Problem to work on — Each line in the records below that has the word "seen" should be copied.

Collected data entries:
..............................
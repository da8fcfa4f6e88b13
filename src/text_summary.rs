//! Text summary builder for headless output.

use crate::export::ExportedFile;
use crate::model::{ModelFamily, PipelineState, TabularArtifact};

/// Pre-formatted lines for text output.
pub(crate) struct TextSummary {
    pub lines: Vec<String>,
}

fn describe_table(label: &str, table: &TabularArtifact) -> String {
    let (_, cols) = table.shape();
    if table.is_preview() {
        format!(
            "{label}: {} rows × {cols} columns (showing first {})",
            table.total_rows(),
            table.row_count()
        )
    } else {
        format!("{label}: {} rows × {cols} columns", table.row_count())
    }
}

/// Summarize whatever the pipeline produced, step by step.
pub(crate) fn build_text_summary(state: &PipelineState, exported: &[ExportedFile]) -> TextSummary {
    let mut lines = Vec::new();

    if let Some(original) = state.original.as_ref() {
        lines.push(describe_table("Dataset", original));
        lines.push(format!("Columns: {}", original.columns().join(", ")));
    }
    if let Some(info) = state.data_info.as_ref() {
        lines.push(format!(
            "Numeric: {} | Categorical: {} | Missing values: {}",
            info.numeric_columns.len(),
            info.categorical_columns.len(),
            info.total_missing()
        ));
    }

    if let Some(processed) = state.processed.as_ref() {
        lines.push(describe_table("Processed", &processed.table));
        for (i, step) in processed.preprocessing_steps.iter().enumerate() {
            lines.push(format!("  {}. {step}", i + 1));
        }
    }

    if let Some(eda) = state.eda.as_ref() {
        let charts: Vec<&str> = eda.charts().into_iter().map(|(c, _)| c.title()).collect();
        if charts.is_empty() {
            lines.push("Charts: none generated".to_string());
        } else {
            lines.push(format!("Charts: {}", charts.join(", ")));
        }
    }

    if let Some(result) = state.results.as_ref() {
        lines.push(format!(
            "Model: {} | target {} | features {}",
            result.model_type().label(),
            result.target,
            result.features.join(", ")
        ));
        let metrics: Vec<String> = result
            .metrics()
            .into_iter()
            .map(|(k, v)| format!("{} {v:.4}", k.to_uppercase()))
            .collect();
        lines.push(format!("Metrics: {}", metrics.join("  ")));
        if !result.folds.is_empty() {
            lines.push(format!("Cross-validation folds: {}", result.folds.len()));
        }
        match &result.family {
            ModelFamily::Regression {
                intercept,
                coefficients,
                ..
            } => {
                if let Some(b) = intercept {
                    lines.push(format!("Intercept: {b:.4}"));
                }
                for (name, coef) in coefficients {
                    lines.push(format!("  {name}: {coef:+.4}"));
                }
            }
            ModelFamily::Classification { classes, .. } => {
                let classes: Vec<String> = classes.iter().map(ToString::to_string).collect();
                lines.push(format!("Classes: {}", classes.join(", ")));
            }
            ModelFamily::RandomForest { .. } => {
                lines.push("Feature importance:".to_string());
                for (name, weight) in result.ranked_importance() {
                    lines.push(format!("  {name:<20} {:>5.1}%", weight * 100.0));
                }
            }
        }
        if let Some(next) = result.next_prediction {
            lines.push(format!("Next prediction: {next:.4}"));
        }
        if let Some(file) = result.model_filename.as_deref() {
            lines.push(format!("Model saved by the service as {file}"));
        }
    }

    for file in exported {
        lines.push(format!("Saved: {} ({} bytes)", file.path.display(), file.bytes));
    }

    if let Some(err) = state.error.as_deref() {
        lines.push(format!("Error: {err}"));
    }

    TextSummary { lines }
}
impl PreprocessOptions {
    pub fn validate(&self) -> Result<(), WorkflowError> {
        match (self.fill_method, self.fill_value) {
            (FillMethod::FixedValue, None) => {
                return Err(WorkflowError::validation(
                    "a fill value is required when filling with a fixed value",
                ))
            }
            (FillMethod::FixedValue, Some(v)) if !v.is_finite() => {
                return Err(WorkflowError::validation("the fill value must be a finite number"))
            }
            (m, Some(_)) if m != FillMethod::FixedValue => {
                return Err(WorkflowError::validation(
                    "a fill value is only accepted when filling with a fixed value",
                ))
            }
            _ => {}
        }
        if self.remove_outliers
            && !(self.outlier_threshold.is_finite() && self.outlier_threshold > 0.0)
        {
            return Err(WorkflowError::validation(
                "the IQR outlier threshold must be a positive number",
            ));
        }
        Ok(())
    }
}

#[derive(Debug, Clone, Copy, Default, PartialEq, Eq, Serialize, Deserialize)]
#[serde(rename_all = "snake_case")]
pub enum ModelType {
    #[default]
    Regression,
    Classification,
    RandomForest,
}

impl ModelType {
    pub const ALL: [ModelType; 3] = [
        ModelType::Regression,
        ModelType::Classification,
        ModelType::RandomForest,
    ];

    pub fn label(self) -> &'static str {
        match self {
            ModelType::Regression => "Linear regression",
            ModelType::Classification => "Logistic regression",
            ModelType::RandomForest => "Random forest classifier",
        }
    }

    pub fn description(self) -> &'static str {
        match self {
            ModelType::Regression => "Predicts continuous numeric values.",
            ModelType::Classification => "Suited to binary (0/1) classification.",
            ModelType::RandomForest => "Robust classifier that also reports feature importance.",
        }
    }
}

#[derive(Debug, Clone, Default, PartialEq)]
pub struct TrainOptions {
    pub model_type: ModelType,
    pub target: String,
    /// Ordered; never contains `target`.
    pub features: Vec<String>,
}

impl TrainOptions {
    pub fn validate(&self) -> Result<(), WorkflowError> {
        if self.target.trim().is_empty() {
            return Err(WorkflowError::validation("select a target column"));
        }
        if self.features.is_empty() {
            return Err(WorkflowError::validation("select at least one feature column"));
        }
        if self.features.iter().any(|f| f == &self.target) {
            return Err(WorkflowError::validation(
                "the target column cannot also be used as a feature",
            ));
        }
        let mut seen = HashSet::with_capacity(self.features.len());
        if let Some(dup) = self.features.iter().find(|f| !seen.insert(f.as_str())) {
            return Err(WorkflowError::validation(format!(
                "feature '{dup}' is selected more than once"
            )));
        }
        Ok(())
    }

    /// Target and features must name columns of the dataset being trained on.
    pub fn ensure_columns_in(&self, table: &TabularArtifact) -> Result<(), WorkflowError> {
        std::iter::once(&self.target)
            .chain(self.features.iter())
            .find(|c| !table.has_column(c))
            .map_or(Ok(()), |missing| {
                Err(WorkflowError::validation(format!(
                    "column '{missing}' is not present in the processed data"
                )))
            })
    }
}

/// File selected for upload.
#[derive(Debug, Clone)]
pub struct UploadFile {
    pub name: String,
    pub media_type: Option<String>,
    pub content: Bytes,
}

impl UploadFile {
    pub fn new(name: impl Into<String>, media_type: Option<&str>, content: impl Into<Bytes>) -> Self {
        Self {
            name: name.into(),
            media_type: media_type.map(str::to_string),
            content: content.into(),
        }
    }

    pub async fn from_path(path: &Path) -> Result<Self, WorkflowError> {
        let name = path
            .file_name()
            .and_then(|n| n.to_str())
            .ok_or_else(|| WorkflowError::validation(format!("not a file: {}", path.display())))?
            .to_string();
        let content = tokio::fs::read(path).await.map_err(|e| {
            WorkflowError::validation(format!("cannot read {}: {e}", path.display()))
        })?;
        let media_type = has_csv_suffix(&name).then_some("text/csv");
        Ok(Self::new(name, media_type, content))
    }

    /// CSV by declared media type or by `.csv` suffix.
    pub fn is_csv(&self) -> bool {
        let declared = self
            .media_type
            .as_deref()
            .and_then(|m| m.split(';').next())
            .is_some_and(|m| m.trim().eq_ignore_ascii_case("text/csv"));
        declared || has_csv_suffix(&self.name)
    }

    pub fn validate(&self) -> Result<(), WorkflowError> {
        if self.is_csv() {
            Ok(())
        } else {
            Err(WorkflowError::validation(format!(
                "only CSV files can be uploaded ('{}' is not CSV)",
                self.name
            )))
        }
    }
}

fn has_csv_suffix(name: &str) -> bool {
    name.to_ascii_lowercase().ends_with(".csv")
}

#[derive(Debug, Clone, Copy, PartialEq, Serialize)]
pub struct RegressionMetrics {
    pub mse: f64,
    pub rmse: f64,
    pub mae: f64,
    pub r2: f64,
}

#[derive(Debug, Clone, Copy, PartialEq, Serialize)]
pub struct ClassificationMetrics {
    pub accuracy: f64,
    pub precision: f64,
    pub recall: f64,
    pub f1: f64,
}

/// Family-specific part of a training result.
#[derive(Debug, Clone, PartialEq, Serialize)]
#[serde(tag = "type", rename_all = "snake_case")]
pub enum ModelFamily {
    Regression {
        metrics: RegressionMetrics,
        intercept: Option<f64>,
        coefficients: BTreeMap<String, f64>,
    },
    Classification {
        metrics: ClassificationMetrics,
        classes: Vec<CellValue>,
    },
    RandomForest {
        metrics: ClassificationMetrics,
        classes: Vec<CellValue>,
        /// Importance per feature, each in `[0, 1]`.
        feature_importance: BTreeMap<String, f64>,
    },
}

#[derive(Debug, Clone, PartialEq, Serialize)]
pub struct ModelResult {
    pub target: String,
    pub features: Vec<String>,
    pub family: ModelFamily,
    /// Per cross-validation fold metric maps.
    pub folds: Vec<BTreeMap<String, f64>>,
    pub predictions: Vec<f64>,
    pub next_prediction: Option<f64>,
    pub model_filename: Option<String>,
}

impl ModelResult {
    pub fn model_type(&self) -> ModelType {
        match self.family {
            ModelFamily::Regression { .. } => ModelType::Regression,
            ModelFamily::Classification { .. } => ModelType::Classification,
            ModelFamily::RandomForest { .. } => ModelType::RandomForest,
        }
    }

    /// Metric name to value, in display order for the model family.
    pub fn metrics(&self) -> Vec<(&'static str, f64)> {
        match &self.family {
            ModelFamily::Regression { metrics: m, .. } => {
                vec![("mse", m.mse), ("rmse", m.rmse), ("mae", m.mae), ("r2", m.r2)]
            }
            ModelFamily::Classification { metrics: m, .. }
            | ModelFamily::RandomForest { metrics: m, .. } => vec![
                ("accuracy", m.accuracy),
                ("precision", m.precision),
                ("recall", m.recall),
                ("f1", m.f1),
            ],
        }
    }

    #[cfg(test)]
    pub fn metric(&self, name: &str) -> Option<f64> {
        self.metrics()
            .into_iter()
            .find(|(k, _)| *k == name)
            .map(|(_, v)| v)
    }

    pub fn classes(&self) -> Option<&[CellValue]> {
        match &self.family {
            ModelFamily::Regression { .. } => None,
            ModelFamily::Classification { classes, .. }
            | ModelFamily::RandomForest { classes, .. } => Some(classes),
        }
    }

    /// Feature importance sorted from most to least important.
    pub fn ranked_importance(&self) -> Vec<(&str, f64)> {
        let ModelFamily::RandomForest {
            feature_importance, ..
        } = &self.family
        else {
            return Vec::new();
        };
        let mut ranked: Vec<(&str, f64)> = feature_importance
            .iter()
            .map(|(k, v)| (k.as_str(), *v))
            .collect();
        ranked.sort_by(|a, b| b.1.total_cmp(&a.1));
        ranked
    }
}

/// Everything the wizard knows. Owned and written only by the workflow
/// controller; presentation layers receive clones.
#[derive(Debug, Clone, Default)]
pub struct PipelineState {
    pub active_step: PipelineStep,
    pub original: Option<TabularArtifact>,
    pub processed: Option<ProcessedArtifact>,
    pub eda: Option<EdaArtifact>,
    pub results: Option<ModelResult>,
    pub data_info: Option<DataInfo>,
    pub dataset_revision: DatasetRevision,
    pub loading: bool,
    pub error: Option<String>,
}

impl PipelineState {
    /// Why `step` cannot render yet, if its prerequisite artifact is missing.
    pub fn missing_prerequisite(&self, step: PipelineStep) -> Option<EmptyStateError> {
        let (present, guidance, back_to) = match step {
            PipelineStep::Upload => return None,
            PipelineStep::View | PipelineStep::Preprocess => (
                self.original.is_some(),
                "No data available. Upload a CSV file first.",
                PipelineStep::Upload,
            ),
            PipelineStep::Explore => (
                self.eda.is_some(),
                "No charts available. Generate the EDA charts first.",
                PipelineStep::View,
            ),
            PipelineStep::Train => (
                self.processed.is_some(),
                "No processed data available. Preprocess your data first.",
                PipelineStep::Preprocess,
            ),
            PipelineStep::Results => (
                self.results.is_some(),
                "No results available. Train a model first.",
                PipelineStep::Train,
            ),
        };
        (!present).then_some(EmptyStateError {
            step,
            guidance,
            back_to,
        })
    }

    /// Processed data derived from an earlier upload than the current one.
    pub fn processed_is_stale(&self) -> bool {
        self.processed
            .as_ref()
            .is_some_and(|p| p.derived_from < self.dataset_revision)
    }

    pub fn eda_is_stale(&self) -> bool {
        self.eda
            .as_ref()
            .is_some_and(|e| e.generated_against < self.dataset_revision)
    }
}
..............................
Result of the task —
        let mut seen = HashSet::with_capacity(self.features.len());
        if let Some(dup) = self.features.iter().find(|f| !seen.insert(f.as_str())) {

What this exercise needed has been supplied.